■ **EXERCISE DESCRIPTION**: Print the line where "pub fn of_mut(&mut" occurs and every line that follows it in the data below, ending with the last line, precisely as written.

[Items listed in a dataset]
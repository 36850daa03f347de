//! Per-sample boosting weights.
//!
//! The boosting loop owns one [`SampleWeights`] and hands it by reference to
//! every tree it trains, so the round-to-round data dependency is explicit
//! instead of hidden in mutable fields of shared samples.

use crate::core::error::Result;
use crate::core::types::{Class, Weight};
use crate::dataset::DataSet;
use crate::ensure;
use crate::dataset_error;
use serde::{Deserialize, Serialize};

/// Weight vectors parallel to a signal and a background corpus.
#[derive(Debug, Clone, PartialEq, Serialize, Deserialize)]
pub struct SampleWeights {
    signal: Vec<Weight>,
    background: Vec<Weight>,
}

impl SampleWeights {
    /// Uses each point's initial weight.
    pub fn from_datasets(signal: &DataSet, background: &DataSet) -> Self {
        SampleWeights {
            signal: signal.weights(),
            background: background.weights(),
        }
    }

    /// Every sample weighs 1.0.
    pub fn uniform(num_signal: usize, num_background: usize) -> Self {
        SampleWeights {
            signal: vec![1.0; num_signal],
            background: vec![1.0; num_background],
        }
    }

    /// Builds weights from explicit vectors.
    pub fn new(signal: Vec<Weight>, background: Vec<Weight>) -> Self {
        SampleWeights { signal, background }
    }

    /// Weights of the signal corpus.
    pub fn signal(&self) -> &[Weight] {
        &self.signal
    }

    /// Weights of the background corpus.
    pub fn background(&self) -> &[Weight] {
        &self.background
    }

    /// Weights of the corpus holding `class`.
    pub fn of(&self, class: Class) -> &[Weight] {
        match class {
            Class::Signal => &self.signal,
            Class::Background => &self.background,
        }
    }

    /// Mutable weights of the corpus holding `class`.
    pub fn of_mut(&mut self, class: Class) -> &mut [Weight] {
        match class {
            Class::Signal => &mut self.signal,
            Class::Background => &mut self.background,
        }
    }

    /// Sum over both corpora.
    pub fn total(&self) -> Weight {
        self.signal.iter().chain(&self.background).sum()
    }

    /// Divides every weight by the current total so the union sums to 1.
    pub fn normalize(&mut self) -> Result<()> {
        let total = self.total();
        ensure!(
            total.is_finite() && total > 0.0,
            dataset_error!("cannot normalize weights with total {}", total)
        );
        for weight in self.signal.iter_mut().chain(self.background.iter_mut()) {
            *weight /= total;
        }
        Ok(())
    }

    /// Checks that the vectors line up with the corpora and hold no
    /// negative or non-finite values.
    pub fn check_matches(&self, signal: &DataSet, background: &DataSet) -> Result<()> {
        ensure!(
            self.signal.len() == signal.len(),
            dataset_error!(
                "{} signal weights for {} signal points",
                self.signal.len(),
                signal.len()
            )
        );
        ensure!(
            self.background.len() == background.len(),
            dataset_error!(
                "{} background weights for {} background points",
                self.background.len(),
                background.len()
            )
        );
        if let Some(bad) = self
            .signal
            .iter()
            .chain(&self.background)
            .find(|w| !w.is_finite() || **w < 0.0)
        {
            return Err(dataset_error!("invalid sample weight {}", bad));
        }
        Ok(())
    }
}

■ **YOUR SOLUTION**:
    pub fn of_mut(&mut self, class: Class) -> &mut [Weight] {
        match class {
            Class::Signal => &mut self.signal,
            Class::Background => &mut self.background,
        }
    }

    /// Sum over both corpora.
    pub fn total(&self) -> Weight {
        self.signal.iter().chain(&self.background).sum()
    }

    /// Divides every weight by the current total so the union sums to 1.
    pub fn normalize(&mut self) -> Result<()> {
        let total = self.total();
        ensure!(
            total.is_finite() && total > 0.0,
            dataset_error!("cannot normalize weights with total {}", total)
        );
        for weight in self.signal.iter_mut().chain(self.background.iter_mut()) {
            *weight /= total;
        }
        Ok(())
    }

    /// Checks that the vectors line up with the corpora and hold no
    /// negative or non-finite values.
    pub fn check_matches(&self, signal: &DataSet, background: &DataSet) -> Result<()> {
        ensure!(
            self.signal.len() == signal.len(),
            dataset_error!(
                "{} signal weights for {} signal points",
                self.signal.len(),
                signal.len()
            )
        );
        ensure!(
            self.background.len() == background.len(),
            dataset_error!(
                "{} background weights for {} background points",
                self.background.len(),
                background.len()
            )
        );
        if let Some(bad) = self
            .signal
            .iter()
            .chain(&self.background)
            .find(|w| !w.is_finite() || **w < 0.0)
        {
            return Err(dataset_error!("invalid sample weight {}", bad));
        }
        Ok(())
    }
}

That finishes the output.